Oran
Algeria's vibrant Mediterranean port with French colonial echoes
Oran doesn't try to impress you — it just does. Algeria's second-largest city sprawls along the Mediterranean coast like a confident local who knows exactly what they're about. French colonial buildings stand shoulder-to-shoulder with Moorish architecture, while the port hums with the kind of energy that comes from being a crossroads for centuries. You won't find tour groups clogging the streets here. Instead, you'll discover a city that feels authentically North African yet unmistakably Mediterranean, where mint tea flows as freely as conversations in three languages.
Best Months
MAR · APR · MAY · SEP · OCT · NOV
~24°C · moderate crowds
Culture & Context
RAÏ MUSIC HEARTBEAT
Oran is Algeria's second-largest city and the undisputed capital of raï music, a genre that grew out of the Oranie region by blending Bedouin desert melodies with Spanish, French, and Arabo-Andalusian sounds. That history lives in the streets. You'll hear it from shop speakers, in taxis, drifting out of open windows.
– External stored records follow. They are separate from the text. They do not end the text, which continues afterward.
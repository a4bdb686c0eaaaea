//! Brand profile domain type
//!
//! The profile is the single record describing who the creator is and how
//! often they post. It is created by onboarding, replaced wholesale by
//! settings, and only ever removed by a full reset.

use serde::{Deserialize, Serialize};
use std::collections::BTreeSet;
use std::str::FromStr;
use thiserror::Error;
use tracing::debug;

use super::week::{DAYS_PER_WEEK, weekday_name};

/// Whether the brand is a person or an organisation
#[derive(Debug, Clone, Copy, PartialEq, Eq, Serialize, Deserialize, Default)]
pub enum BrandType {
    #[default]
    Personal,
    Company,
}

impl std::fmt::Display for BrandType {
    fn fmt(&self, f: &mut std::fmt::Formatter<'_>) -> std::fmt::Result {
        match self {
            Self::Personal => write!(f, "Personal"),
            Self::Company => write!(f, "Company"),
        }
    }
}

impl FromStr for BrandType {
    type Err = String;

    fn from_str(s: &str) -> Result<Self, Self::Err> {
        match s.to_lowercase().as_str() {
            "personal" => Ok(Self::Personal),
            "company" => Ok(Self::Company),
            other => Err(format!("Unknown brand type '{}'. Expected: personal, company", other)),
        }
    }
}

/// Publishing platform
#[derive(Debug, Clone, Copy, PartialEq, Eq, Serialize, Deserialize, Default)]
pub enum Platform {
    #[default]
    YouTube,
    Instagram,
}

impl Platform {
    /// Script structure the assistant should use for this platform
    pub fn script_format(&self) -> &'static str {
        match self {
            Self::YouTube => "Hook, Intro, Value Props, CTA",
            Self::Instagram => "Visual Hook, Audio cue, Caption",
        }
    }
}

impl std::fmt::Display for Platform {
    fn fmt(&self, f: &mut std::fmt::Formatter<'_>) -> std::fmt::Result {
        match self {
            Self::YouTube => write!(f, "YouTube"),
            Self::Instagram => write!(f, "Instagram"),
        }
    }
}

impl FromStr for Platform {
    type Err = String;

    fn from_str(s: &str) -> Result<Self, Self::Err> {
        match s.to_lowercase().as_str() {
            "youtube" | "yt" => Ok(Self::YouTube),
            "instagram" | "ig" => Ok(Self::Instagram),
            other => Err(format!("Unknown platform '{}'. Expected: youtube, instagram", other)),
        }
    }
}

/// A named recurring content format
#[derive(Debug, Clone, PartialEq, Eq, Serialize, Deserialize)]
pub struct ContentPillar {
    pub name: String,

    /// Optional execution-style note (empty when not given)
    #[serde(default)]
    pub description: String,
}

impl ContentPillar {
    pub fn new(name: impl Into<String>, description: impl Into<String>) -> Self {
        Self {
            name: name.into(),
            description: description.into(),
        }
    }
}

impl FromStr for ContentPillar {
    type Err = String;

    /// Parse `Name` or `Name:description`
    fn from_str(s: &str) -> Result<Self, Self::Err> {
        let (name, description) = match s.split_once(':') {
            Some((name, description)) => (name.trim(), description.trim()),
            None => (s.trim(), ""),
        };
        if name.is_empty() {
            return Err("Pillar name must not be empty".to_string());
        }
        Ok(Self::new(name, description))
    }
}

/// A single onboarding requirement that the profile does not meet
#[derive(Debug, Clone, Copy, PartialEq, Eq)]
pub enum ProfileIssue {
    MissingName,
    MissingPersona,
    MissingVisualStyle,
    NoPostingDays,
    NoPillars,
}

impl std::fmt::Display for ProfileIssue {
    fn fmt(&self, f: &mut std::fmt::Formatter<'_>) -> std::fmt::Result {
        match self {
            Self::MissingName => write!(f, "name is empty"),
            Self::MissingPersona => write!(f, "persona is empty"),
            Self::MissingVisualStyle => write!(f, "visual style is empty"),
            Self::NoPostingDays => write!(f, "no posting days selected"),
            Self::NoPillars => write!(f, "no content pillars defined"),
        }
    }
}

/// Profile validation errors
#[derive(Debug, Error, PartialEq, Eq)]
pub enum ProfileError {
    #[error("Profile incomplete: {}", join_issues(.issues))]
    Incomplete { issues: Vec<ProfileIssue> },

    #[error("Invalid weekday index {0} (expected 0=Sunday..6=Saturday)")]
    InvalidWeekday(u8),
}

fn join_issues(issues: &[ProfileIssue]) -> String {
    issues.iter().map(|i| i.to_string()).collect::<Vec<_>>().join(", ")
}

/// The creator's brand profile
#[derive(Debug, Clone, PartialEq, Eq, Serialize, Deserialize)]
#[serde(rename_all = "camelCase")]
pub struct Profile {
    pub name: String,
    pub brand_type: BrandType,
    pub platform: Platform,

    /// Active weekday indices, unique and sorted (0 = Sunday)
    pub posting_days: Vec<u8>,

    /// Ordered pillar list; names are unique
    pub content_pillars: Vec<ContentPillar>,

    /// Voice and personality
    pub persona: String,

    /// Colour grading, editing style, aesthetic
    pub visual_style: String,

    /// Free-text context: ongoing series, sponsors, life updates
    #[serde(default)]
    pub additional_info: String,

    #[serde(default)]
    pub is_onboarded: bool,
}

impl Profile {
    /// Create an empty, not-yet-onboarded profile
    pub fn new(name: impl Into<String>, brand_type: BrandType, platform: Platform) -> Self {
        Self {
            name: name.into(),
            brand_type,
            platform,
            posting_days: Vec::new(),
            content_pillars: Vec::new(),
            persona: String::new(),
            visual_style: String::new(),
            additional_info: String::new(),
            is_onboarded: false,
        }
    }

    /// Replace the posting days, deduplicating and sorting them
    pub fn set_posting_days(&mut self, days: impl IntoIterator<Item = u8>) -> Result<(), ProfileError> {
        let mut set = BTreeSet::new();
        for day in days {
            if day as usize >= DAYS_PER_WEEK {
                debug!(day, "set_posting_days: out of range");
                return Err(ProfileError::InvalidWeekday(day));
            }
            set.insert(day);
        }
        self.posting_days = set.into_iter().collect();
        Ok(())
    }

    /// Whether the given weekday index is an active posting day
    pub fn posts_on(&self, weekday: u8) -> bool {
        self.posting_days.contains(&weekday)
    }

    /// Names of the active weekdays, in week order
    pub fn active_weekday_names(&self) -> Vec<&'static str> {
        let set: BTreeSet<u8> = self.posting_days.iter().copied().collect();
        set.into_iter().filter_map(weekday_name).collect()
    }

    /// Add a pillar; duplicates (exact, case-sensitive) and blank names are ignored
    ///
    /// Returns `true` when the pillar was inserted.
    pub fn add_pillar(&mut self, name: impl Into<String>, description: impl Into<String>) -> bool {
        let name = name.into().trim().to_string();
        if name.is_empty() || self.pillar(&name).is_some() {
            debug!(%name, "add_pillar: rejected");
            return false;
        }
        self.content_pillars.push(ContentPillar::new(name, description.into().trim()));
        true
    }

    /// Replace the pillar at `index`; rejected if the new name is blank or used by another pillar
    pub fn edit_pillar(&mut self, index: usize, name: impl Into<String>, description: impl Into<String>) -> bool {
        let name = name.into().trim().to_string();
        if index >= self.content_pillars.len() || name.is_empty() {
            return false;
        }
        let clash = self
            .content_pillars
            .iter()
            .enumerate()
            .any(|(i, p)| i != index && p.name == name);
        if clash {
            debug!(%name, index, "edit_pillar: name already used");
            return false;
        }
        self.content_pillars[index] = ContentPillar::new(name, description.into().trim());
        true
    }

    /// Remove a pillar by exact name
    pub fn remove_pillar(&mut self, name: &str) -> bool {
        let before = self.content_pillars.len();
        self.content_pillars.retain(|p| p.name != name);
        self.content_pillars.len() != before
    }

    /// Look up a pillar by exact name
    pub fn pillar(&self, name: &str) -> Option<&ContentPillar> {
        self.content_pillars.iter().find(|p| p.name == name)
    }

    /// Check every onboarding requirement
    pub fn validate(&self) -> Result<(), ProfileError> {
        if let Some(day) = self.posting_days.iter().find(|d| **d as usize >= DAYS_PER_WEEK) {
            return Err(ProfileError::InvalidWeekday(*day));
        }

        let mut issues = Vec::new();
        if self.name.trim().is_empty() {
            issues.push(ProfileIssue::MissingName);
        }
        if self.persona.trim().is_empty() {
            issues.push(ProfileIssue::MissingPersona);
        }
        if self.visual_style.trim().is_empty() {
            issues.push(ProfileIssue::MissingVisualStyle);
        }
        if self.posting_days.is_empty() {
            issues.push(ProfileIssue::NoPostingDays);
        }
        if self.content_pillars.is_empty() {
            issues.push(ProfileIssue::NoPillars);
        }

        if issues.is_empty() {
            Ok(())
        } else {
            Err(ProfileError::Incomplete { issues })
        }
    }

    /// Mark onboarding complete once the profile is valid
    pub fn complete_onboarding(&mut self) -> Result<(), ProfileError> {
        self.validate()?;
        self.is_onboarded = true;
        Ok(())
    }
}

#[cfg(test)]
mod tests {
    use super::*;

    fn complete_profile() -> Profile {
        let mut profile = Profile::new("Ada Creates", BrandType::Personal, Platform::YouTube);
        profile.set_posting_days([5, 1, 3, 1]).unwrap();
        profile.add_pillar("Tutorials", "step-by-step");
        profile.persona = "Calm, nerdy teacher".to_string();
        profile.visual_style = "Warm tones, jump cuts".to_string();
        profile
    }

    #[test]
    fn test_posting_days_sorted_and_unique() {
        let profile = complete_profile();
        assert_eq!(profile.posting_days, vec![1, 3, 5]);
        assert_eq!(profile.active_weekday_names(), vec!["Monday", "Wednesday", "Friday"]);
        assert!(profile.posts_on(3));
        assert!(!profile.posts_on(0));
    }

    #[test]
    fn test_posting_day_out_of_range() {
        let mut profile = complete_profile();
        assert_eq!(profile.set_posting_days([2, 7]), Err(ProfileError::InvalidWeekday(7)));
        // Unchanged on error
        assert_eq!(profile.posting_days, vec![1, 3, 5]);
    }

    #[test]
    fn test_duplicate_pillar_silently_rejected() {
        let mut profile = complete_profile();
        assert!(!profile.add_pillar("Tutorials", "other"));
        assert!(profile.add_pillar("tutorials", "case differs"));
        assert!(!profile.add_pillar("  ", "blank"));
        assert_eq!(profile.content_pillars.len(), 2);
        assert_eq!(profile.pillar("Tutorials").unwrap().description, "step-by-step");
    }

    #[test]
    fn test_edit_and_remove_pillar() {
        let mut profile = complete_profile();
        profile.add_pillar("Vlogs", "");

        assert!(!profile.edit_pillar(1, "Tutorials", "clash"));
        assert!(profile.edit_pillar(1, "Day in the Life", "handheld"));
        assert_eq!(profile.content_pillars[1].name, "Day in the Life");
        assert!(!profile.edit_pillar(9, "Nope", ""));

        assert!(profile.remove_pillar("Tutorials"));
        assert!(!profile.remove_pillar("Tutorials"));
        assert_eq!(profile.content_pillars.len(), 1);
    }

    #[test]
    fn test_validate_reports_every_issue() {
        let profile = Profile::new("", BrandType::Company, Platform::Instagram);
        let err = profile.validate().unwrap_err();
        assert_eq!(
            err,
            ProfileError::Incomplete {
                issues: vec![
                    ProfileIssue::MissingName,
                    ProfileIssue::MissingPersona,
                    ProfileIssue::MissingVisualStyle,
                    ProfileIssue::NoPostingDays,
                    ProfileIssue::NoPillars,
                ]
            }
        );
        assert!(err.to_string().contains("no content pillars defined"));
    }

    #[test]
    fn test_complete_onboarding() {
        let mut incomplete = Profile::new("Ada", BrandType::Personal, Platform::YouTube);
        assert!(incomplete.complete_onboarding().is_err());
        assert!(!incomplete.is_onboarded);

        let mut profile = complete_profile();
        profile.complete_onboarding().unwrap();
        assert!(profile.is_onboarded);
    }

    #[test]
    fn test_serializes_with_camel_case_keys() {
        let profile = complete_profile();
        let json = serde_json::to_value(&profile).unwrap();
        assert_eq!(json["brandType"], "Personal");
        assert_eq!(json["platform"], "YouTube");
        assert_eq!(json["postingDays"], serde_json::json!([1, 3, 5]));
        assert_eq!(json["contentPillars"][0]["name"], "Tutorials");
        assert_eq!(json["visualStyle"], "Warm tones, jump cuts");
        assert_eq!(json["isOnboarded"], false);
    }

    #[test]
    fn test_deserialize_without_optional_fields() {
        let json = r#"{
            "name": "Shop",
            "brandType": "Company",
            "platform": "Instagram",
            "postingDays": [2],
            "contentPillars": [{"name": "Drops"}],
            "persona": "Playful",
            "visualStyle": "Pastel"
        }"#;
        let profile: Profile = serde_json::from_str(json).unwrap();
        assert_eq!(profile.brand_type, BrandType::Company);
        assert_eq!(profile.additional_info, "");
        assert_eq!(profile.content_pillars[0].description, "");
        assert!(!profile.is_onboarded);
    }

    #[test]
    fn test_parse_enums_and_pillars() {
        assert_eq!("YouTube".parse::<Platform>(), Ok(Platform::YouTube));
        assert_eq!("ig".parse::<Platform>(), Ok(Platform::Instagram));
        assert!("tiktok".parse::<Platform>().is_err());
        assert_eq!("company".parse::<BrandType>(), Ok(BrandType::Company));

        let pillar: ContentPillar = "Tutorials: step-by-step".parse().unwrap();
        assert_eq!(pillar, ContentPillar::new("Tutorials", "step-by-step"));
        let bare: ContentPillar = "Vlogs".parse().unwrap();
        assert_eq!(bare.description, "");
        assert!(":oops".parse::<ContentPillar>().is_err());
    }
}
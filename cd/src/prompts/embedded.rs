//! Embedded fallback prompts
//!
//! These are compiled into the binary and used when no override file exists.

/// System prompt for week generation
pub const WEEK_PLAN_SYSTEM: &str = r#"You plan social media content calendars for independent creators and small brands.
Always answer by calling the submit_week_plan tool with exactly one entry per day.
"#;

/// Planning brief sent as the user turn of a week generation
pub const WEEK_PLAN: &str = r#"You are an expert content strategist for a {{brand_type}} brand on {{platform}}.

BRAND IDENTITY:
- Name: {{name}}
- Persona/Voice: {{persona}}
- Visual Style: {{visual_style}}

ADDITIONAL CONTEXT (Important):
{{additional_info}}

SCHEDULING:
- Active Days: {{active_days}}

CONTENT FORMATS (Pillars):
{{#each pillars}}
- {{name}}: {{description}}
{{/each}}

CRITICAL: Create a PREDICTABLE PROGRAMMING SCHEDULE based on these pillars.
Assign a specific 'Content Pillar' or 'Format' to each active day of the week to create a habit for the audience.

Rules:
1. Consistency: Map specific pillars to specific days where it makes sense (e.g. "Tutorial Tuesdays").
2. Rotation: If a format is high-effort, schedule it less frequently if needed, but keep its day-of-week slot.
3. Variety: Mix the pillars to keep the audience engaged.
4. Context: Use the Additional Context to inform themes (e.g. if they have an ongoing series, schedule the next episode).

Task:
Generate a 7-day content plan starting from {{start_date}} ({{start_date_iso}}).
For active days, assign a specific idea based on the pillar you assigned to that day of the week.
For non-active days, suggest a rest day or low-effort engagement (e.g. Story/Poll).

Return an object containing an array of plans, one per dayOffset 0 through 6.
"#;

/// System instruction for a day-scoped chat session
pub const CHAT_SYSTEM: &str = r#"You are a specialized content assistant for a {{brand_type}} brand on {{platform}}.

BRAND PROFILE:
- Name: {{name}}
- Voice/Persona: {{persona}}
- Visual Aesthetic/Color Grading: {{visual_style}}

ADDITIONAL CONTEXT (Ongoing series, sponsors, life updates):
{{additional_info}}

AVAILABLE FORMATS:
{{formats}}

CURRENT TASK:
Planning content for a specific day.
Theme: {{day_theme}}
Context: {{day_description}}

Your goal is to help them execute this specific piece of content for {{platform}}.
Be concise, creative, and aligned with their specific style.

If asked for scripts, provide formatting appropriate for {{platform}} (e.g., {{script_format}}).
"#;

/// Get embedded prompt by name
pub fn get_embedded(name: &str) -> Option<&'static str> {
    match name {
        "week-plan-system" => Some(WEEK_PLAN_SYSTEM),
        "week-plan" => Some(WEEK_PLAN),
        "chat-system" => Some(CHAT_SYSTEM),
        _ => None,
    }
}

#[cfg(test)]
mod tests {
    use super::*;

    #[test]
    fn test_get_embedded_known_names() {
        assert!(get_embedded("week-plan").is_some_and(|t| t.contains("PREDICTABLE PROGRAMMING SCHEDULE")));
        assert!(get_embedded("chat-system").is_some_and(|t| t.contains("{{script_format}}")));
        assert!(get_embedded("week-plan-system").is_some());
    }

    #[test]
    fn test_get_embedded_unknown() {
        assert!(get_embedded("plan-pass-1").is_none());
    }
}
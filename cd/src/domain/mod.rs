//! Domain types for Cadence
//!
//! Plain records only: the brand profile, a week of day plans, and chat
//! messages. None of them hold references to each other; a day plan names
//! its pillar by string and is matched against the profile when needed.

mod message;
mod plan;
mod profile;
mod week;

pub use message::{ChatMessage, ChatRole};
pub use plan::{DayPlan, Provenance, SENTINEL_DESCRIPTION, SENTINEL_THEME, WeekPlans, WeekProvenance};
pub use profile::{BrandType, ContentPillar, Platform, Profile, ProfileError, ProfileIssue};
pub use week::{DAYS_PER_WEEK, WEEKDAY_NAMES, anchor_sunday, week_dates, weekday_name};
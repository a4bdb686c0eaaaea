//! Scripted LlmClient for tests
//!
//! Replies are handed out in order, one per call. Every request is recorded
//! so tests can assert on what was actually sent to the model.

use std::sync::Mutex;
use std::sync::atomic::{AtomicUsize, Ordering};

use async_trait::async_trait;
use tokio::sync::mpsc;
use tracing::debug;

use super::{CompletionRequest, CompletionResponse, LlmClient, LlmError, StreamChunk};

/// One scripted outcome
#[derive(Debug, Clone)]
pub enum MockReply {
    Response(CompletionResponse),
    /// Fails the call with an `ApiError { status: 500 }`
    Fail(String),
}

impl MockReply {
    pub fn text(content: impl Into<String>) -> Self {
        Self::Response(CompletionResponse::text(content))
    }

    pub fn tool(name: impl Into<String>, input: serde_json::Value) -> Self {
        Self::Response(CompletionResponse::tool(name, input))
    }

    pub fn fail(message: impl Into<String>) -> Self {
        Self::Fail(message.into())
    }
}

/// Mock LLM client
pub struct MockLlmClient {
    replies: Vec<MockReply>,
    call_count: AtomicUsize,
    requests: Mutex<Vec<CompletionRequest>>,
}

impl MockLlmClient {
    pub fn new(replies: Vec<MockReply>) -> Self {
        debug!(reply_count = %replies.len(), "MockLlmClient::new: called");
        Self {
            replies,
            call_count: AtomicUsize::new(0),
            requests: Mutex::new(Vec::new()),
        }
    }

    pub fn call_count(&self) -> usize {
        self.call_count.load(Ordering::SeqCst)
    }

    /// Every request received so far, in call order
    pub fn requests(&self) -> Vec<CompletionRequest> {
        self.requests.lock().map(|r| r.clone()).unwrap_or_default()
    }

    fn next_reply(&self, request: CompletionRequest) -> Result<CompletionResponse, LlmError> {
        if let Ok(mut requests) = self.requests.lock() {
            requests.push(request);
        }
        let idx = self.call_count.fetch_add(1, Ordering::SeqCst);
        debug!(%idx, "MockLlmClient::next_reply: fetching reply");
        match self.replies.get(idx) {
            Some(MockReply::Response(response)) => Ok(response.clone()),
            Some(MockReply::Fail(message)) => Err(LlmError::ApiError {
                status: 500,
                message: message.clone(),
            }),
            None => Err(LlmError::InvalidResponse("No more mock responses".to_string())),
        }
    }
}

#[async_trait]
impl LlmClient for MockLlmClient {
    async fn complete(&self, request: CompletionRequest) -> Result<CompletionResponse, LlmError> {
        self.next_reply(request)
    }

    async fn stream(
        &self,
        request: CompletionRequest,
        chunk_tx: mpsc::Sender<StreamChunk>,
    ) -> Result<CompletionResponse, LlmError> {
        let result = self.next_reply(request);
        match &result {
            Ok(response) => {
                if let Some(text) = &response.content {
                    let _ = chunk_tx.send(StreamChunk::TextDelta(text.clone())).await;
                }
                let _ = chunk_tx
                    .send(StreamChunk::MessageDone {
                        stop_reason: response.stop_reason.clone(),
                        usage: response.usage.clone(),
                    })
                    .await;
            }
            Err(e) => {
                let _ = chunk_tx.send(StreamChunk::Error(e.to_string())).await;
            }
        }
        result
    }
}

#[cfg(test)]
mod tests {
    use super::*;
    use crate::llm::Message;

    fn request(text: &str) -> CompletionRequest {
        CompletionRequest::new("Test", vec![Message::user(text)], 1000)
    }

    #[tokio::test]
    async fn test_mock_client_returns_replies_in_order() {
        let client = MockLlmClient::new(vec![MockReply::text("Response 1"), MockReply::fail("boom")]);

        let resp1 = client.complete(request("a")).await.unwrap();
        assert_eq!(resp1.content, Some("Response 1".to_string()));

        let err = client.complete(request("b")).await.unwrap_err();
        assert!(matches!(err, LlmError::ApiError { status: 500, .. }));

        assert_eq!(client.call_count(), 2);
        let recorded = client.requests();
        assert_eq!(recorded.len(), 2);
        assert_eq!(recorded[1].messages[0].content, "b");
    }

    #[tokio::test]
    async fn test_mock_client_errors_when_exhausted() {
        let client = MockLlmClient::new(vec![]);
        assert!(client.complete(request("a")).await.is_err());
    }

    #[tokio::test]
    async fn test_mock_stream_forwards_text() {
        let client = MockLlmClient::new(vec![MockReply::text("streamed")]);
        let (tx, mut rx) = mpsc::channel(8);

        let response = client.stream(request("a"), tx).await.unwrap();
        assert_eq!(response.content.as_deref(), Some("streamed"));

        match rx.recv().await {
            Some(StreamChunk::TextDelta(text)) => assert_eq!(text, "streamed"),
            other => panic!("Expected TextDelta, got {:?}", other),
        }
        assert!(matches!(rx.recv().await, Some(StreamChunk::MessageDone { .. })));
    }
}
//! Prompt Template System
//!
//! Loads and renders `.pmt` (prompt template) files.
//!
//! Template loading chain:
//! 1. `{prompts.override-dir}/{name}.pmt` (user override)
//! 2. Embedded fallback in code
//!
//! Templates use Handlebars syntax for variable substitution.

pub mod embedded;
mod loader;

pub use loader::{ChatContext, PillarLine, PromptLoader, WeekPlanContext};
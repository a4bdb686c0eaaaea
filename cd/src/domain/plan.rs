//! Day plan and week plan domain types
//!
//! A week is always exactly 7 day plans, Sunday through Saturday. The date
//! is the identity key for single-day updates.

use chrono::NaiveDate;
use serde::{Deserialize, Serialize};

use super::week::{anchor_sunday, week_dates};

/// Theme used for slots with no generated content
pub const SENTINEL_THEME: &str = "Rest Day";

/// Description used for slots with no generated content
pub const SENTINEL_DESCRIPTION: &str = "No content scheduled for today.";

/// Where a day's content came from
#[derive(Debug, Clone, Copy, PartialEq, Eq, Serialize, Deserialize, Default)]
#[serde(rename_all = "snake_case")]
pub enum Provenance {
    /// Theme and description were produced by the model
    #[default]
    Generated,
    /// Sentinel rest-day plan substituted for a missing or failed slot
    Fallback,
    /// Theme or description rewritten by the user after generation
    Edited,
}

/// Whether a week came back from the model at all
#[derive(Debug, Clone, Copy, PartialEq, Eq, Serialize, Deserialize, Default)]
#[serde(rename_all = "snake_case")]
pub enum WeekProvenance {
    /// At least one slot was generated or written by the user
    #[default]
    Generated,
    /// Every slot is an untouched fallback (typically the remote call failed)
    Degraded,
}

impl std::fmt::Display for WeekProvenance {
    fn fmt(&self, f: &mut std::fmt::Formatter<'_>) -> std::fmt::Result {
        match self {
            Self::Generated => write!(f, "generated"),
            Self::Degraded => write!(f, "degraded"),
        }
    }
}

/// One calendar day's content assignment
#[derive(Debug, Clone, PartialEq, Eq, Serialize, Deserialize)]
#[serde(rename_all = "camelCase")]
pub struct DayPlan {
    /// ISO date (`YYYY-MM-DD`)
    pub date: NaiveDate,

    /// Short title
    pub theme: String,

    /// One-sentence brief
    pub description: String,

    /// Pillar name, matched against the profile by exact string
    #[serde(default, skip_serializing_if = "Option::is_none")]
    pub pillar: Option<String>,

    #[serde(default)]
    pub is_posted: bool,

    #[serde(default)]
    pub provenance: Provenance,
}

impl DayPlan {
    /// A generated plan for `date`
    pub fn generated(
        date: NaiveDate,
        theme: impl Into<String>,
        description: impl Into<String>,
        pillar: Option<String>,
    ) -> Self {
        Self {
            date,
            theme: theme.into(),
            description: description.into(),
            pillar,
            is_posted: false,
            provenance: Provenance::Generated,
        }
    }

    /// The fixed rest-day plan for `date`
    pub fn sentinel(date: NaiveDate) -> Self {
        Self {
            date,
            theme: SENTINEL_THEME.to_string(),
            description: SENTINEL_DESCRIPTION.to_string(),
            pillar: None,
            is_posted: false,
            provenance: Provenance::Fallback,
        }
    }

    /// True when theme and description carry the sentinel values
    pub fn is_sentinel(&self) -> bool {
        self.theme == SENTINEL_THEME && self.description == SENTINEL_DESCRIPTION
    }

    /// Replace theme and/or description; any actual change marks the day `Edited`
    ///
    /// Returns whether anything changed.
    pub fn edit(&mut self, theme: Option<String>, description: Option<String>) -> bool {
        let mut changed = false;
        if let Some(theme) = theme.map(|t| t.trim().to_string())
            && theme != self.theme
        {
            self.theme = theme;
            changed = true;
        }
        if let Some(description) = description.map(|d| d.trim().to_string())
            && description != self.description
        {
            self.description = description;
            changed = true;
        }
        if changed {
            self.provenance = Provenance::Edited;
        }
        changed
    }

    /// Flip the posted flag, returning the new value
    pub fn toggle_posted(&mut self) -> bool {
        self.is_posted = !self.is_posted;
        self.is_posted
    }
}

/// The persisted current week
#[derive(Debug, Clone, PartialEq, Eq, Serialize, Deserialize)]
#[serde(rename_all = "camelCase")]
pub struct WeekPlans {
    /// Sunday the week starts on
    pub week_start: NaiveDate,

    /// Exactly 7 plans, Sunday..Saturday
    pub days: Vec<DayPlan>,

    #[serde(default)]
    pub provenance: WeekProvenance,
}

impl WeekPlans {
    /// Build a week from its day plans, deriving the week provenance
    pub fn from_days(week_start: NaiveDate, days: Vec<DayPlan>) -> Self {
        let provenance = if days.iter().any(|d| d.provenance != Provenance::Fallback) {
            WeekProvenance::Generated
        } else {
            WeekProvenance::Degraded
        };
        Self {
            week_start,
            days,
            provenance,
        }
    }

    /// A week of sentinel plans for the week containing `date`
    pub fn degraded(date: NaiveDate) -> Self {
        let days = week_dates(date).into_iter().map(DayPlan::sentinel).collect();
        Self {
            week_start: anchor_sunday(date),
            days,
            provenance: WeekProvenance::Degraded,
        }
    }

    /// Whether `date` falls inside this week
    pub fn contains(&self, date: NaiveDate) -> bool {
        anchor_sunday(date) == self.week_start
    }

    pub fn day(&self, date: NaiveDate) -> Option<&DayPlan> {
        self.days.iter().find(|d| d.date == date)
    }

    pub fn day_mut(&mut self, date: NaiveDate) -> Option<&mut DayPlan> {
        self.days.iter_mut().find(|d| d.date == date)
    }

    /// Number of days marked posted
    pub fn posted_count(&self) -> usize {
        self.days.iter().filter(|d| d.is_posted).count()
    }
}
The city has layers that feel genuinely different from Algiers: a Spanish colonial past left a mark on the architecture and even on local slang, which carries more Spanish loanwords than anywhere else in Algeria. French is everywhere too, mixed casually into Arabic conversation the way code-switching happens naturally when two languages have shared space for generations. Locals are warm but not performatively so.
Show up with a few words of Darja and the response is genuine, not just polite. The society is conservative — dress modestly, especially away from the seafront. During Ramadan, eating or drinking in public in the daytime draws real disapproval.
Photography is a delicate subject: never point a camera at police, military personnel, or government buildings. It's not a guidebook warning; it's a firm legal matter. And look, Algeria doesn't get swamped with tourists the way Morocco or Tunisia do, which means the interactions you have feel real.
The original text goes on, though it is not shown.